Tell how many lines in the listing below contain the word "prefix", giving the number alone.

= Beginning of Section =

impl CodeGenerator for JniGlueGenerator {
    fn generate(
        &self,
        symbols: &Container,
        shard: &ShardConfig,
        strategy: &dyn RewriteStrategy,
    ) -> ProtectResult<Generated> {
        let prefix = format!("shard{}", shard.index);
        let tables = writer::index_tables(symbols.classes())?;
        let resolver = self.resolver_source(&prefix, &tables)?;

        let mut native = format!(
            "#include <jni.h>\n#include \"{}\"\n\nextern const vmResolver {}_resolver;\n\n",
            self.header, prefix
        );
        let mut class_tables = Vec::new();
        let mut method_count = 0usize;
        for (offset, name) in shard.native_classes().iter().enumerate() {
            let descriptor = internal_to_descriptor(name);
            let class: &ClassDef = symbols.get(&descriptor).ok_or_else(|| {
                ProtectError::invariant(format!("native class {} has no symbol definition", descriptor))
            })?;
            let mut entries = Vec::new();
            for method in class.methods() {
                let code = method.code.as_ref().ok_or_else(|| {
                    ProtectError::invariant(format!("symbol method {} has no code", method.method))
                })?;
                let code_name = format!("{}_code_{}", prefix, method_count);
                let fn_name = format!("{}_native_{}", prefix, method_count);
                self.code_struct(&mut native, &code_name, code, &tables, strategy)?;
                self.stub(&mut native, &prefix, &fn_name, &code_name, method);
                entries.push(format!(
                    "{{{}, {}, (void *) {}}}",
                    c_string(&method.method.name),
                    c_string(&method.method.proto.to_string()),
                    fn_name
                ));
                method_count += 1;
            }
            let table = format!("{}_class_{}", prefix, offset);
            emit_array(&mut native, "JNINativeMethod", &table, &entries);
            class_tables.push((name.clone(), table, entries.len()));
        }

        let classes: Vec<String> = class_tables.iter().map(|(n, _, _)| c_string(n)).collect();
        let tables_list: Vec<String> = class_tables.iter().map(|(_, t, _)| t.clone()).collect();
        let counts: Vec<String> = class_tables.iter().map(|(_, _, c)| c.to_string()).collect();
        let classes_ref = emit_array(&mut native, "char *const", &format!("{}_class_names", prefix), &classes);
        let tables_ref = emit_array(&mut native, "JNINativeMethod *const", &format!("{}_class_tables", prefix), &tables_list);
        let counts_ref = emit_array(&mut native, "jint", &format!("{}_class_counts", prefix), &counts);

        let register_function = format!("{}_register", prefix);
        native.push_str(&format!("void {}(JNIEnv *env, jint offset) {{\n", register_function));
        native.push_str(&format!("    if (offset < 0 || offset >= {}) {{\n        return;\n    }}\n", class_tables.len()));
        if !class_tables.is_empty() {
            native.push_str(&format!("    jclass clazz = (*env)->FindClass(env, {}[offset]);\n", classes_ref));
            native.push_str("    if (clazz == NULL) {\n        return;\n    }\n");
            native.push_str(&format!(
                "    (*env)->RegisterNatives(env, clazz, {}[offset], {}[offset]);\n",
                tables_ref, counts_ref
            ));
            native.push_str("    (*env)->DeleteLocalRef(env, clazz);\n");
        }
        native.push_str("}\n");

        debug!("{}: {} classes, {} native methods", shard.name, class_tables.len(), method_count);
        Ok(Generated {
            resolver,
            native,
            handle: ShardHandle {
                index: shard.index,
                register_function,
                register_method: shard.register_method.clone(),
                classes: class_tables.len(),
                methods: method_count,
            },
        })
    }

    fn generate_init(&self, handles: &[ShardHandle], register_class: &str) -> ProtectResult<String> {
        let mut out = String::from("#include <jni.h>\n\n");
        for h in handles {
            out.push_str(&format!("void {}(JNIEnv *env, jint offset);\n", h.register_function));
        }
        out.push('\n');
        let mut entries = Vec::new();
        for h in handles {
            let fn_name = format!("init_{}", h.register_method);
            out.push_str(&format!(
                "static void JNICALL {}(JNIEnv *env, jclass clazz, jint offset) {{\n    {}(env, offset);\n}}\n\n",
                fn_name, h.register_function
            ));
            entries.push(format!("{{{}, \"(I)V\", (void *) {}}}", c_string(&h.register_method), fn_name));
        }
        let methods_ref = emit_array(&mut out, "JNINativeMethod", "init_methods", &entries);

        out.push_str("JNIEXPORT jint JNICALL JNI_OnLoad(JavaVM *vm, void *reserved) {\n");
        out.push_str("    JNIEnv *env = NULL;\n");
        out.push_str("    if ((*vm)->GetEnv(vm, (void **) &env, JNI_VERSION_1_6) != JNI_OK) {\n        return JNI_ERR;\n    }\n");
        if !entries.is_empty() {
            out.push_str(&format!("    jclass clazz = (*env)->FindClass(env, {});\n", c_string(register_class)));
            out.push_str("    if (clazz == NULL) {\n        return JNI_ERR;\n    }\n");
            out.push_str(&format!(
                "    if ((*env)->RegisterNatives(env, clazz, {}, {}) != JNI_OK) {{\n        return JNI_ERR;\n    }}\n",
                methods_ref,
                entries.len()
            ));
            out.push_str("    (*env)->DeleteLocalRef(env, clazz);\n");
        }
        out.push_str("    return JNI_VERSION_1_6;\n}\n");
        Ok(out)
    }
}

= End of Section =
= Beginning of Section =

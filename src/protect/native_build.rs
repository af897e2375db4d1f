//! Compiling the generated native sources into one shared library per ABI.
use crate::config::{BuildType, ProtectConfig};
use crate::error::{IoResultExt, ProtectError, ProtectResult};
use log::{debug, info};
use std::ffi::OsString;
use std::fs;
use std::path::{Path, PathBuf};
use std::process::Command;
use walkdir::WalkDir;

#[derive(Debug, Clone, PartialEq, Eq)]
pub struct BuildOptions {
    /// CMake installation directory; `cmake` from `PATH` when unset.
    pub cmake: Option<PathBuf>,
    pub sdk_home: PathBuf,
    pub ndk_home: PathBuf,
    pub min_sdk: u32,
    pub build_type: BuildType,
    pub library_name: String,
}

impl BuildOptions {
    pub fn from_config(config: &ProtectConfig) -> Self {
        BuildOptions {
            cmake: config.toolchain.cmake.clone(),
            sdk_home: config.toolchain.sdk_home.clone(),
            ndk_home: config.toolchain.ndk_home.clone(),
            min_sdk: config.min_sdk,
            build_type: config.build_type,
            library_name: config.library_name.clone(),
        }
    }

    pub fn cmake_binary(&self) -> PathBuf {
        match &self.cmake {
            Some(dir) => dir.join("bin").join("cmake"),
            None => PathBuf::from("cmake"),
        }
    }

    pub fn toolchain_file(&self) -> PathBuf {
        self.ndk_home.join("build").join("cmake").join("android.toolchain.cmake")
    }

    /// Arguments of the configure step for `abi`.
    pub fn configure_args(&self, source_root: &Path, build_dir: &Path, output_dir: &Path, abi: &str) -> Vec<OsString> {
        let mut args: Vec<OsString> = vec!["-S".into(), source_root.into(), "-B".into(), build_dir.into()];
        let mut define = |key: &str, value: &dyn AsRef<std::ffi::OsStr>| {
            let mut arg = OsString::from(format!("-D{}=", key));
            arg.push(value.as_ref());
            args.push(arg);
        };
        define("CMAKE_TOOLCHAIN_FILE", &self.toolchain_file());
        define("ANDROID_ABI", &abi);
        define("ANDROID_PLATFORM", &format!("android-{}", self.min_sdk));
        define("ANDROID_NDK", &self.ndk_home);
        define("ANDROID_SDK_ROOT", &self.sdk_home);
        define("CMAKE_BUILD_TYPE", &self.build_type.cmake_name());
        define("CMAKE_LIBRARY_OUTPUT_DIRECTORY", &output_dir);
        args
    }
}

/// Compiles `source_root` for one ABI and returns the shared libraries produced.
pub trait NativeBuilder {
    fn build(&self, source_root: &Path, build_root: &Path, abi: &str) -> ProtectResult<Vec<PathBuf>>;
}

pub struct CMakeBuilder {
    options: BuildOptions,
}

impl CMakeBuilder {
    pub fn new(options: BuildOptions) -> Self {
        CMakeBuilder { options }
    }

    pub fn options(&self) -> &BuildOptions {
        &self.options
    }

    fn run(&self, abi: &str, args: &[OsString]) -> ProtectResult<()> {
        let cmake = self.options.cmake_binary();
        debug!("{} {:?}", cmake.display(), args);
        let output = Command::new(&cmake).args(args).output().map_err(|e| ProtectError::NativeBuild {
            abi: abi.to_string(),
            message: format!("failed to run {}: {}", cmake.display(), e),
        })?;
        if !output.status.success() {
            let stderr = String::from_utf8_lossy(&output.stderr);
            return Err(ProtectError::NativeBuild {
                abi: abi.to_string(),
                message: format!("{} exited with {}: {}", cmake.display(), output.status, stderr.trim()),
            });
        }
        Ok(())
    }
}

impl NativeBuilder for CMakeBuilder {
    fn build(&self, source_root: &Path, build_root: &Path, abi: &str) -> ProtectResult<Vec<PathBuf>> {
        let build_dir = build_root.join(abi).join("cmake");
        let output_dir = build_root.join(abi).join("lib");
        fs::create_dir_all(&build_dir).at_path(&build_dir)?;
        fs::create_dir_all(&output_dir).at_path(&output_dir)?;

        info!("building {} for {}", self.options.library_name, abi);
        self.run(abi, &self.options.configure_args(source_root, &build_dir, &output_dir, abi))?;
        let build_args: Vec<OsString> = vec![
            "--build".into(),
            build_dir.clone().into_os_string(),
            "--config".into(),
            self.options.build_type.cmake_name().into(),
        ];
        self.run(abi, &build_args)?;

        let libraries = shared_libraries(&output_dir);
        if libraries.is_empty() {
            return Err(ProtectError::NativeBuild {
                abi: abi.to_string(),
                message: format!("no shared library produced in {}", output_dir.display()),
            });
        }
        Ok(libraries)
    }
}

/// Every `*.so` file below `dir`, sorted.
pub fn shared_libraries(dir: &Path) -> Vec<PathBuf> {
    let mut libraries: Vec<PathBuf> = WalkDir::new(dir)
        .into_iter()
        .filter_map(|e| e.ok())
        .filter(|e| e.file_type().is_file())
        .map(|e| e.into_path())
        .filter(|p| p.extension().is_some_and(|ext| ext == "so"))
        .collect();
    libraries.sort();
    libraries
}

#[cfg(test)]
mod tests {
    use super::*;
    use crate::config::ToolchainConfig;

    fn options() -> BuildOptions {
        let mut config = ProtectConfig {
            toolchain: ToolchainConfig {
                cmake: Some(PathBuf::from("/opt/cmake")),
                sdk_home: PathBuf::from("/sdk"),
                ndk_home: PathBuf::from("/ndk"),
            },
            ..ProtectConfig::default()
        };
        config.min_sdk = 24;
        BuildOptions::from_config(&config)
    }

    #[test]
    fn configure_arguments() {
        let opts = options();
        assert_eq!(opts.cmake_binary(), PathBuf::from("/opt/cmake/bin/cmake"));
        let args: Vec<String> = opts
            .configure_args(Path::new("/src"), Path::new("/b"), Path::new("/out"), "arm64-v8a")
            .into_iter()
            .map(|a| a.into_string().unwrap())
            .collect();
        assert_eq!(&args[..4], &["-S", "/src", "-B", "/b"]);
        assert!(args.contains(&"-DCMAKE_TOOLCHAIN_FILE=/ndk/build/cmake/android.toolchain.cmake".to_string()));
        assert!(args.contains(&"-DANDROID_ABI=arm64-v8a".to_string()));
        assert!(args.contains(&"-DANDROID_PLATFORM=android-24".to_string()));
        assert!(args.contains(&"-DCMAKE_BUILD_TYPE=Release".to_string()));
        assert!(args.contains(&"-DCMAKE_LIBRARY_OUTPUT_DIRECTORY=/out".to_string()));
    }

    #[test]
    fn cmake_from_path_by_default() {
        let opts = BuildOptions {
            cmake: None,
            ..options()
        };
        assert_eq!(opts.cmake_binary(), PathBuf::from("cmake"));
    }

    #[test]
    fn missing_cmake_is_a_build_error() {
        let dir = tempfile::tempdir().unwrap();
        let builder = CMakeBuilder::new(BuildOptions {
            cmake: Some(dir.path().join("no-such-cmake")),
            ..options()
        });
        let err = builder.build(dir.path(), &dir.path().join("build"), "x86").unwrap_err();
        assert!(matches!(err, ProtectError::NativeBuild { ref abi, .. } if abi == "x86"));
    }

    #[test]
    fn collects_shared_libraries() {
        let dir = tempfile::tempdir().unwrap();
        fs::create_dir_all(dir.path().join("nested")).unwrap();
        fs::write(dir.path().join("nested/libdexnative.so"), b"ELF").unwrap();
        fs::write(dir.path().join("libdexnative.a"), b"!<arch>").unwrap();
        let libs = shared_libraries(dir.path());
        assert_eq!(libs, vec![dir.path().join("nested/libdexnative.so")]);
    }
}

= End of Section =

■ Result below ■
11